〈パネライ〉の原点回帰、新生ルミノールのデビュー

〈パネライ〉2026年春の新作は、まさに“らしさ”全開というべきモデルとなった。新たにデビューした3つの「ルミノール」のルーツとそこに込められた意味について、同社でマニュファクチュールを指揮する、ジェローム・カヴァディーニが語る。

text: Norio Takagi

〈パネライ〉2026年新作は、まさに“らしさ”全開であった。これら3つの「ルミノール」は、いずれも自社製手巻きムーブメントを搭載し、日付表示がない。こうした選択は「機能的なデザインのルーツに立ち返った結果」だと、マニュファクチュール(工房)責任者のジェローム・カヴァディーニは説明する。コレクションのルーツは、1960年代にイタリア海軍向けに製作されたミッションウォッチであると、ファンはよく知る。

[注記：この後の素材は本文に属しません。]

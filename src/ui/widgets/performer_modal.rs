use ratatui::layout::Rect;
use ratatui::style::{Color, Modifier, Style};
use ratatui::text::{Line, Span};
use ratatui::widgets::{Block, Borders, Clear, List, ListItem, ListState};
use ratatui::Frame;

use crate::app::App;
use crate::facet::Facet;
use crate::ui::layout::centered_rect;
use crate::ui::theme::Theme;

/// Every performer in count order, regardless of the chip window.
pub fn render_performer_modal(
    frame: &mut Frame,
    area: Rect,
    cursor: usize,
    app: &App,
    theme: &Theme,
) {
    let modal = centered_rect(45, 70, area);

    frame.render_widget(Clear, modal);

    let performers = &app.facets().performers;
    let selected = app.selection().selected(Facet::Performer);

    let hint = Line::from(Span::styled(
        " Enter: select  Esc: close ",
        Style::default().fg(Color::DarkGray),
    ));
    let block = Block::default()
        .borders(Borders::ALL)
        .border_style(Style::default().fg(Color::Yellow))
        .title(format!(" All performers ({}) ", performers.len()))
        .title_style(Style::default().fg(Color::Yellow).add_modifier(Modifier::BOLD))
        .title_bottom(hint);

    let items: Vec<ListItem> = performers
        .iter()
        .map(|fc| {
            let is_selected = selected == Some(fc.value.as_str());
            let check = if is_selected { "\u{2713} " } else { "  " };
            let check_style = if is_selected {
                Style::default().fg(Color::Green).add_modifier(Modifier::BOLD)
            } else {
                Style::default().fg(Color::DarkGray)
            };
            ListItem::new(Line::from(vec![
                Span::styled(check, check_style),
                Span::styled(fc.value.as_str(), Style::default().fg(theme.fg)),
                Span::styled(format!(" ({})", fc.count), theme.dim_style),
            ]))
        })
        .collect();

    let list = List::new(items).block(block).highlight_style(
        Style::default()
            .bg(theme.highlight_bg)
            .fg(theme.highlight_fg)
            .add_modifier(Modifier::BOLD),
    );

    let mut state = ListState::default();
    if !performers.is_empty() {
        state.select(Some(cursor.min(performers.len() - 1)));
    }
    frame.render_stateful_widget(list, modal, &mut state);
}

「その初代である“Ref.6152/1”の特徴を現代的な視点で再解釈することで新作は誕生しました。歴史的な真正性を確保するためにも、手巻きキャリバーの搭載は不可欠。そして日付表示がないシンプルで明瞭なダイヤルデザインの決定にもつながりました」

ルミノールデストロPAM01732
ルミノールデストロPAM01732
左腕に水中コンパスなどを装着していた海軍潜水士のために製作された“レフトハンド”の新作が、久しぶりに登場した。新色マットブルーのダイヤルカラー以外は、当時の姿が忠実に再現される。3日巻きCal.P.6000を搭載。径44㎜。手巻き。SSケース。1,364,000円。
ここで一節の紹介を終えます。